Mechanical and Civil Engineering Seminar
Mechanical and Civil Engineering Seminar Series
Title: How colloidal physics instantiate life in biological cells
Abstract: We are interested in how physics at the colloidal scale instantiate life in biological cells. While principles from physics have driven recent paradigm shifts in how collective biomolecular behaviors orchestrate life, many mechanistic aspects of e.g. transcription, translation, and condensation remain mysterious because understanding and controlling them requires unifying two disparate physical regimes: the atomistic (structural biology) and the microscopic (systems biology). Colloidal-scale modeling bridges this divide and links molecular-scale behaviors to whole-cell function. Today I will discuss our computational model of a bacterial cell, where we represent biomolecules and their interactions physically and chemically, individually and explicitly. With it, we tackle a fundamental open question in biology, from a physico-chemical perspective: why protein synthesis speeds up during faster E. coli growth. We report a new mechanism, "stoichiometric crowding", that leads to a previously undiscovered increase in ribosome productivity that in turn drives the speedup in protein synthesis.
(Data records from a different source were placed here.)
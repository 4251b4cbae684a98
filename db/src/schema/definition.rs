//! Core schema definition types and field inference.
//!
//! Field descriptors are derived from the records of one collection: the
//! field set is the union of keys, and each field's kind is the most
//! permissive kind observed across records.

use indexmap::IndexMap;
use serde::Serialize;

use crate::value::{Record, Value};

/// Kind of a record field.
///
/// Scalars widen in the order `Boolean < Integer < Float < String`.
/// `Identifier` is never observed from values; it is assigned by field name.
#[derive(Debug, Clone, PartialEq, Eq, Serialize)]
pub enum FieldKind {
    /// Opaque key (`id`, `*_id`, elements of `*_ids`)
    Identifier,
    /// Integer data
    Integer,
    /// Floating point data
    Float,
    /// String/text data
    String,
    /// Boolean data
    Boolean,
    /// Homogeneous list of another kind
    List(Box<FieldKind>),
}

impl FieldKind {
    /// Returns the GraphQL type name for this kind.
    pub fn graphql_type(&self) -> String {
        match self {
            FieldKind::Identifier => "ID".to_string(),
            FieldKind::Integer => "Int".to_string(),
            FieldKind::Float => "Float".to_string(),
            FieldKind::String => "String".to_string(),
            FieldKind::Boolean => "Boolean".to_string(),
            FieldKind::List(inner) => format!("[{}]", inner.graphql_type()),
        }
    }

    pub fn is_numeric(&self) -> bool {
        matches!(self, FieldKind::Integer | FieldKind::Float)
    }

    pub fn is_list(&self) -> bool {
        matches!(self, FieldKind::List(_))
    }

    fn rank(&self) -> u8 {
        match self {
            FieldKind::Boolean => 0,
            FieldKind::Integer => 1,
            FieldKind::Float => 2,
            FieldKind::Identifier | FieldKind::String | FieldKind::List(_) => 3,
        }
    }

    fn scalar_of(value: &Value) -> FieldKind {
        match value {
            Value::Bool(_) => FieldKind::Boolean,
            Value::Int(_) => FieldKind::Integer,
            Value::Float(_) => FieldKind::Float,
            Value::Str(_) | Value::List(_) => FieldKind::String,
        }
    }

    /// Least kind that both `self` and `other` fit into.
    fn widen(self, other: FieldKind) -> FieldKind {
        if self == other {
            return self;
        }
        match (self, other) {
            (FieldKind::List(a), FieldKind::List(b)) => FieldKind::List(Box::new(a.widen(*b))),
            (FieldKind::List(_), _) | (_, FieldKind::List(_)) => FieldKind::String,
            (a, b) => {
                if a.rank() >= b.rank() {
                    a
                } else {
                    b
                }
            }
        }
    }
}

/// Represents a field of a collection.
#[derive(Debug, Clone, PartialEq, Eq, Serialize)]
pub struct FieldDescriptor {
    /// Field name (e.g., "id", "title", "user_id")
    pub name: String,

    /// Inferred field kind
    pub kind: FieldKind,

    /// Whether some record may lack a value for this field
    pub nullable: bool,
}

impl FieldDescriptor {
    /// GraphQL type reference, `!`-suffixed when the field is not nullable.
    pub fn graphql_type(&self) -> String {
        if self.nullable {
            self.kind.graphql_type()
        } else {
            format!("{}!", self.kind.graphql_type())
        }
    }
}

/// True for `id`, `*_id` and `*_ids` field names.
pub fn is_identifier_name(name: &str) -> bool {
    name == "id" || name.ends_with("_id") || name.ends_with("_ids")
}

/// Shape observed for a field across records.
#[derive(Debug)]
enum Shape {
    Scalar(FieldKind),
    /// List with the widened element kind, `None` while only empty lists were seen
    List(Option<FieldKind>),
    Mixed,
}

impl Shape {
    fn of(value: &Value) -> Shape {
        match value {
            Value::List(items) => Shape::List(
                items
                    .iter()
                    .map(FieldKind::scalar_of)
                    .reduce(FieldKind::widen),
            ),
            scalar => Shape::Scalar(FieldKind::scalar_of(scalar)),
        }
    }

    /// Merges two shapes; the flag is false when the top-level kinds differ.
    fn merge(self, other: Shape) -> (Shape, bool) {
        match (self, other) {
            (Shape::Scalar(a), Shape::Scalar(b)) => {
                let uniform = a == b;
                (Shape::Scalar(a.widen(b)), uniform)
            }
            (Shape::List(a), Shape::List(b)) => {
                let element = match (a, b) {
                    (Some(a), Some(b)) => Some(a.widen(b)),
                    (a, b) => a.or(b),
                };
                (Shape::List(element), true)
            }
            _ => (Shape::Mixed, false),
        }
    }

    fn into_kind(self, name: &str) -> FieldKind {
        let identifier = is_identifier_name(name);
        match self {
            Shape::Scalar(_) if identifier => FieldKind::Identifier,
            Shape::List(_) if identifier => FieldKind::List(Box::new(FieldKind::Identifier)),
            Shape::Scalar(kind) => kind,
            Shape::List(element) => FieldKind::List(Box::new(element.unwrap_or(FieldKind::String))),
            Shape::Mixed => FieldKind::String,
        }
    }
}

#[derive(Debug)]
struct Observation {
    shape: Shape,
    count: usize,
    uniform: bool,
}

/// Infer the field descriptors of one collection.
///
/// Fields appear in first-seen order. A field is nullable when a record omits
/// it or when its values do not share one top-level kind. `id` is always a
/// non-null identifier.
pub fn infer_fields(records: &[Record]) -> IndexMap<String, FieldDescriptor> {
    let mut observed: IndexMap<&str, Observation> = IndexMap::new();

    for record in records {
        for (name, value) in record {
            let shape = Shape::of(value);
            match observed.get_mut(name.as_str()) {
                Some(entry) => {
                    let previous = std::mem::replace(&mut entry.shape, Shape::Mixed);
                    let (merged, uniform) = previous.merge(shape);
                    entry.shape = merged;
                    entry.uniform &= uniform;
                    entry.count += 1;
                }
                None => {
                    observed.insert(
                        name.as_str(),
                        Observation {
                            shape,
                            count: 1,
                            uniform: true,
                        },
                    );
                }
            }
        }
    }

    observed
        .into_iter()
        .map(|(name, obs)| {
            let is_id = name == "id";
            let descriptor = FieldDescriptor {
                name: name.to_string(),
                nullable: !is_id && (obs.count < records.len() || !obs.uniform),
                kind: if is_id {
                    FieldKind::Identifier
                } else {
                    obs.shape.into_kind(name)
                },
            };
            (name.to_string(), descriptor)
        })
        .collect()
}

#[cfg(test)]
mod tests {
    use super::*;
    use rstest::rstest;
    use serde_json::json;

    fn records(json: serde_json::Value) -> Vec<Record> {
        json.as_array()
            .unwrap()
            .iter()
            .map(|r| crate::value::record_from_json(r.as_object().unwrap()).unwrap())
            .collect()
    }

    #[test]
    fn test_infers_basic_fields() {
        let fields = infer_fields(&records(json!([
            {"id": 1, "title": "Lorem Ipsum", "views": 254, "user_id": 123},
            {"id": 2, "title": "Sic Dolor amet", "views": 65, "user_id": 456},
        ])));

        let names: Vec<_> = fields.keys().map(String::as_str).collect();
        assert_eq!(names, vec!["id", "title", "views", "user_id"]);
        assert_eq!(fields["id"].kind, FieldKind::Identifier);
        assert_eq!(fields["title"].kind, FieldKind::String);
        assert_eq!(fields["views"].kind, FieldKind::Integer);
        assert_eq!(fields["user_id"].kind, FieldKind::Identifier);
        assert!(fields.values().all(|f| !f.nullable));
    }

    #[test]
    fn test_union_of_fields_in_first_seen_order() {
        let fields = infer_fields(&records(json!([
            {"id": 1, "title": "a"},
            {"id": 2, "body": "b", "title": "c"},
        ])));
        let names: Vec<_> = fields.keys().map(String::as_str).collect();
        assert_eq!(names, vec!["id", "title", "body"]);
        assert!(!fields["title"].nullable);
        assert!(fields["body"].nullable);
    }

    #[rstest]
    #[case(json!([{"id": 1, "v": true}, {"id": 2, "v": 3}]), FieldKind::Integer)]
    #[case(json!([{"id": 1, "v": 3}, {"id": 2, "v": 1.5}]), FieldKind::Float)]
    #[case(json!([{"id": 1, "v": 1.5}, {"id": 2, "v": "x"}]), FieldKind::String)]
    #[case(json!([{"id": 1, "v": [1]}, {"id": 2, "v": "x"}]), FieldKind::String)]
    fn test_widening_marks_nullable(#[case] data: serde_json::Value, #[case] expected: FieldKind) {
        let fields = infer_fields(&records(data));
        assert_eq!(fields["v"].kind, expected);
        assert!(fields["v"].nullable);
    }

    #[test]
    fn test_list_kinds_widen_element_wise() {
        let fields = infer_fields(&records(json!([
            {"id": 1, "scores": [1, 2], "tags": []},
            {"id": 2, "scores": [2.5], "tags": []},
        ])));
        assert_eq!(fields["scores"].kind, FieldKind::List(Box::new(FieldKind::Float)));
        assert!(!fields["scores"].nullable);
        assert_eq!(fields["tags"].kind, FieldKind::List(Box::new(FieldKind::String)));
    }

    #[test]
    fn test_identifier_names_override_observed_kind() {
        let fields = infer_fields(&records(json!([
            {"id": "a", "user_ids": [1, 2], "post_id": 7},
        ])));
        assert_eq!(fields["id"].kind, FieldKind::Identifier);
        assert_eq!(fields["user_ids"].kind, FieldKind::List(Box::new(FieldKind::Identifier)));
        assert_eq!(fields["post_id"].kind, FieldKind::Identifier);
    }

    #[test]
    fn test_id_is_never_nullable() {
        let fields = infer_fields(&records(json!([{"id": 1}, {"id": "two"}])));
        assert_eq!(fields["id"].kind, FieldKind::Identifier);
        assert!(!fields["id"].nullable);
    }

    #[test]
    fn test_empty_records() {
        assert!(infer_fields(&[]).is_empty());
    }

    #[rstest]
    #[case(FieldKind::Identifier, "ID")]
    #[case(FieldKind::Integer, "Int")]
    #[case(FieldKind::Float, "Float")]
    #[case(FieldKind::String, "String")]
    #[case(FieldKind::Boolean, "Boolean")]
    #[case(FieldKind::List(Box::new(FieldKind::Identifier)), "[ID]")]
    fn test_graphql_types(#[case] kind: FieldKind, #[case] expected: &str) {
        assert_eq!(kind.graphql_type(), expected);
    }

    #[test]
    fn test_descriptor_graphql_type_non_null() {
        let field = FieldDescriptor {
            name: "title".to_string(),
            kind: FieldKind::String,
            nullable: false,
        };
        assert_eq!(field.graphql_type(), "String!");
    }
}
More generally, our computational study of protein synthesis in E. coli from the tandem perspective of cell biology and meso-scale physics presents a unique opportunity to broadly explore how the physical state of the cell impacts biological function – and to uncover links among genetic mutations, stress adaptation, and colloidal-scale physics that regulate cell growth or promote dysregulation and disease pathology. Our future vision of this work is a platform for physics-based therapeutics
Bio: Roseanna N. Zia is an Associate Professor of Chemical Engineering and Otterson Faculty Scholar at Stanford University. She received her Ph.D. from the California Institute of Technology in Mechanical Engineering in 2011 with Professor John F. Brady, for development of theory in colloidal hydrodynamics and microrheology. Zia subsequently conducted post-doctoral study of colloidal gels at Princeton University, in collaboration with Professor William B. Russel. Zia began her faculty career at Cornell in January 2013, then subsequently moved her research group to Stanford University in 2017.
NOTE: With the recent spread of the Omicron variant of SARS-CoV-2 and warnings from public health officials about a winter wave of COVID cases, the Institute will start the winter term with one week of remote instruction. From January 3 through January 7, all courses will be offered via Zoom.